My wife and I love a good steak, and when it comes to Filet Mignon, I must admit with a heavy heart that it is difficult to find it done well in restaurants.
As such, we find ourselves (or more to the point, me) breaking down whole tenders at home to ensure that we get perfect steaks, and when I show you the cost, you may well consider doing this yourself.
Over the holidays, we had plans for a few good beefy dinners with which to celebrate so it was off to the butcher to pick up some large chunks of meat.
I purchased a top round for our Christmas family dinner, and when I process those, I remove the cap and trim it of any films. With the cap removed, it almost, if you squint your eyes, resembles the flank steak. As such, it is great for grilling. A little marinade and you are all set.
Back to the tenderloin, it was a tail to head tender for a total cost of around $49. As you can see in the picture, from this one piece of meat (and I won’t lie a touch of practice) I was able to yield 8 picture-perfect steaks, enough trimmed chunks for at least 4 kabobs and about 10 ounces of scrap suitable enough for grinding. The grind will go into the freezer vacuum-packed until I get enough to thaw out and combine.
If I only costed (as we say it in the business) out the 8 steaks, that brings it to a respectable $6.13 per steak, but the cost goes down as I consider the ground beef and the kabob meat, so it’s hard to argue the price on this great cut. As a purchaser, if I want to buy good center-cut tenderloin steaks from a reputable purveyor, I’ll spend upwards of $22 per pound. Maybe that will help to explain why Filet is so expensive on the menu.
The beef chunks that came out of the trim and the chain were great complements to the meat-cutting foray and they came in handy on some kabobs and some carne asada, the latter a much more suitable application for the cap from the top round.
Killing two birds with one stone is a natural byproduct when you fabricate your own meats. Yes, it takes some practice, but in the long run, two things happen. First, the meat is customized to your tastes and likes. Secondly, you can utilize practically all of the scraps in grinding and end up saving some money if you are a consistent meat eater.
In some of the better restaurants that I’ve worked in over the years, all of the meat scraps from beef, pork, lamb, bison, venison, et al was saved and ground together, lending itself well to meatloaf, Bolognaise and other dishes utilizing ground meat as an ingredient.
Having a top round cap in the icebox this week, it was time to get away from the holiday style of cooking and make one of my favorite grilled meats, carne asada, Spanish for “grilled meat”. Tricky, isn’t it? It can be eaten with rice and vegetables, in a taco, burrito or however your little heart desires.
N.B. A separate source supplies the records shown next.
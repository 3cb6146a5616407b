//! In-memory partitioned event bus.
//!
//! Each topic is split into a fixed number of partitions. A partition is an
//! append-only log that keeps the most recent `retention` messages. Consumer
//! groups track one next-offset per partition; members of the same group
//! claim messages from those shared offsets, so each message goes to one
//! member of each group.

use std::collections::hash_map::DefaultHasher;
use std::collections::{HashMap, VecDeque};
use std::hash::{Hash, Hasher};
use std::sync::atomic::{AtomicBool, Ordering};
use std::sync::{Arc, Mutex};

use async_trait::async_trait;
use chrono::Utc;
use futures_util::stream::{self, StreamExt};
use plumb_core::{BusError, BusResult};
use tokio::sync::watch;

use crate::bus::{BusMessage, Delivery, EventBus, EventStream};

/// Default number of partitions per topic.
pub const DEFAULT_PARTITIONS: u32 = 4;

/// Default number of messages retained per partition.
pub const DEFAULT_RETENTION: usize = 10_000;

#[derive(Debug, Default)]
struct PartitionLog {
    base_offset: u64,
    entries: VecDeque<BusMessage>,
}

impl PartitionLog {
    fn end_offset(&self) -> u64 {
        self.base_offset + self.entries.len() as u64
    }

    fn get(&self, offset: u64) -> Option<&BusMessage> {
        let index = offset.checked_sub(self.base_offset)?;
        self.entries.get(usize::try_from(index).ok()?)
    }
}

#[derive(Debug)]
struct GroupState {
    next_offsets: Vec<u64>,
    next_partition: usize,
}

#[derive(Debug)]
struct TopicState {
    partitions: Vec<PartitionLog>,
    groups: HashMap<String, GroupState>,
}

impl TopicState {
    fn new(partitions: u32) -> Self {
        Self {
            partitions: (0..partitions).map(|_| PartitionLog::default()).collect(),
            groups: HashMap::new(),
        }
    }

    fn join(&mut self, group: &str) -> &mut GroupState {
        let partitions = &self.partitions;
        self.groups
            .entry(group.to_string())
            .or_insert_with(|| GroupState {
                next_offsets: partitions.iter().map(|p| p.base_offset).collect(),
                next_partition: 0,
            })
    }

    /// Claim the next undelivered message for `group`, rotating across
    /// partitions so one busy key cannot starve the others.
    fn claim(&mut self, topic: &str, group: &str) -> Option<BusMessage> {
        self.join(group);
        let count = self.partitions.len();
        let state = self.groups.get_mut(group)?;

        for step in 0..count {
            let index = (state.next_partition + step) % count;
            let log = &self.partitions[index];
            let mut next = state.next_offsets[index];
            if next < log.base_offset {
                tracing::warn!(
                    topic,
                    group,
                    partition = index,
                    skipped = log.base_offset - next,
                    "Consumer group fell behind retention, messages skipped"
                );
                next = log.base_offset;
            }
            if let Some(message) = log.get(next) {
                state.next_offsets[index] = next + 1;
                state.next_partition = (index + 1) % count;
                return Some(message.clone());
            }
            state.next_offsets[index] = next;
        }
        None
    }
}

struct Inner {
    partitions: u32,
    retention: usize,
    topics: Mutex<HashMap<String, TopicState>>,
    wakeup: watch::Sender<u64>,
    available: AtomicBool,
    closed: AtomicBool,
}

impl Inner {
    fn with_topic<R>(&self, topic: &str, f: impl FnOnce(&mut TopicState) -> R) -> BusResult<R> {
        let mut topics = self.topics.lock().map_err(|_| BusError::Unavailable {
            reason: "bus state lock poisoned".to_string(),
        })?;
        let state = topics
            .entry(topic.to_string())
            .or_insert_with(|| TopicState::new(self.partitions));
        Ok(f(state))
    }

    fn partition_for(&self, key: &str) -> u32 {
        let mut hasher = DefaultHasher::new();
        key.hash(&mut hasher);
        (hasher.finish() % u64::from(self.partitions)) as u32
    }

    fn notify(&self) {
        self.wakeup.send_modify(|seq| *seq = seq.wrapping_add(1));
    }
}

/// Partitioned in-memory bus with consumer groups and a retained log.
///
/// Clones share the same topics. The availability switch makes `publish`
/// and `subscribe` fail with [`BusError::Unavailable`] while off; messages
/// already retained keep flowing to existing subscriptions.
///
/// # Example
///
/// ```ignore
/// let bus = InMemoryEventBus::new(4);
/// let mut stream = bus.subscribe("cache.invalidate", "cache-evictors").await?;
/// bus.publish("cache.invalidate", "P1", payload).await?;
/// let message = stream.next().await;
/// ```
#[derive(Clone)]
pub struct InMemoryEventBus {
    inner: Arc<Inner>,
}

impl Default for InMemoryEventBus {
    fn default() -> Self {
        Self::new(DEFAULT_PARTITIONS)
    }
}

impl std::fmt::Debug for InMemoryEventBus {
    fn fmt(&self, f: &mut std::fmt::Formatter<'_>) -> std::fmt::Result {
        f.debug_struct("InMemoryEventBus")
            .field("partitions", &self.inner.partitions)
            .field("retention", &self.inner.retention)
            .field("available", &self.is_available())
            .finish()
    }
}

impl InMemoryEventBus {
    /// Create a bus with `partitions` partitions per topic (at least one).
    pub fn new(partitions: u32) -> Self {
        Self::with_retention(partitions, DEFAULT_RETENTION)
    }

    pub fn with_retention(partitions: u32, retention: usize) -> Self {
        let (wakeup, _) = watch::channel(0);
        Self {
            inner: Arc::new(Inner {
                partitions: partitions.max(1),
                retention: retention.max(1),
                topics: Mutex::new(HashMap::new()),
                wakeup,
                available: AtomicBool::new(true),
                closed: AtomicBool::new(false),
            }),
        }
    }

    pub fn partitions(&self) -> u32 {
        self.inner.partitions
    }

    pub fn is_available(&self) -> bool {
        self.inner.available.load(Ordering::Acquire)
    }

    /// Toggle availability for fault injection.
    pub fn set_available(&self, available: bool) {
        self.inner.available.store(available, Ordering::Release);
    }

    /// Partition a key is routed to.
    pub fn partition_for(&self, key: &str) -> u32 {
        self.inner.partition_for(key)
    }

    /// Every retained message on `topic`, ordered by partition then offset.
    pub fn retained(&self, topic: &str) -> BusResult<Vec<BusMessage>> {
        self.inner.with_topic(topic, |state| {
            state
                .partitions
                .iter()
                .flat_map(|log| log.entries.iter().cloned())
                .collect()
        })
    }

    /// Messages retained on `topic` that `group` has not claimed yet.
    ///
    /// A group that has never subscribed lags by the whole retained log.
    pub fn lag(&self, topic: &str, group: &str) -> BusResult<u64> {
        self.inner.with_topic(topic, |state| match state.groups.get(group) {
            Some(group) => state
                .partitions
                .iter()
                .zip(&group.next_offsets)
                .map(|(log, next)| log.end_offset().saturating_sub((*next).max(log.base_offset)))
                .sum(),
            None => state.partitions.iter().map(|log| log.entries.len() as u64).sum(),
        })
    }

    /// Move `group` back to the earliest retained offsets, as a consumer
    /// restarting from an old checkpoint would. Already-claimed messages are
    /// delivered again.
    pub fn rewind(&self, topic: &str, group: &str) -> BusResult<()> {
        self.inner.with_topic(topic, |state| {
            let earliest: Vec<u64> = state.partitions.iter().map(|p| p.base_offset).collect();
            let group = state.join(group);
            group.next_offsets = earliest;
            group.next_partition = 0;
        })?;
        self.inner.notify();
        Ok(())
    }

    /// End every open subscription stream and reject further calls.
    pub fn close(&self) {
        self.inner.closed.store(true, Ordering::Release);
        self.inner.notify();
    }

    fn check_open(&self, topic: &str) -> BusResult<()> {
        if self.inner.closed.load(Ordering::Acquire) {
            return Err(BusError::Closed {
                topic: topic.to_string(),
            });
        }
        if !self.is_available() {
            return Err(BusError::Unavailable {
                reason: "bus marked unavailable".to_string(),
            });
        }
        Ok(())
    }
}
There is one mystery ingredient in the recipes below that you may or may not be familiar with; Naranja Agria or sour orange juice. This is the juice of the Seville orange, incredibly high acid, ergo sour and great for marinades. The acid helps to break down fibers and afford fantastic flavor and tenderness to meats. It can almost always be found in the Latin section of your local store.
So practice and create your ideal cuts of meat at a great price; a frugal and tasty way to start the year.
Meat appropriate for grilling 1 c. EV Olive Oil ½ can. Tomato Paste 1 c. Sour Orange juice (Latin section of Market) Generous salt & pepper 1 Tbsp. Soy sauce
Ensure that gristle is removed and combine with the rest of the ingredients in a marinade bag. Let sit for at least 3 hours, overnight if possible
Fire up the grill. Grill until done and serve. It’s that easy
fresh salsa (season permitting)
2 ea. Medium tomato, diced ½ ea. yellow onion, diced 1 lime, cut to squeeze ¼ bunch cilantro, chopped
Combine all ingredients and let sit for at least an hour before eating. For the cilantro, if you want to keep it authentic, use parts of the stem. This makes it much more perfumed so use at your discretion
2 soft Avocados, pulped Juice of 1 lime S&P to taste a dash of Cayenne 3 Tbsp. Finely diced onion cilantro to taste 1 clove garlic, mashed
Combine all ingredients and mash together. Chunks or no chunks will be completely up to you
8 ancho chilies, toasted, stemmed & seeded
2 small dried red chilies, toasted, stemmed & seeded
1 qt. chicken stock
1 can diced tomatoes
3 garlic cloves, minced
½ ea. yellow onion, minced
1 Tbsp. Brown sugar
1 Tbsp. Vegetable oil
2 Tsp. ground cumin
S&P to taste
1 Tbsp. cider vinegar
Combine everything except the vinegar
Bring to a simmer and cook for three minutes
Remove from the heat and add cider while the sauce is cooling down.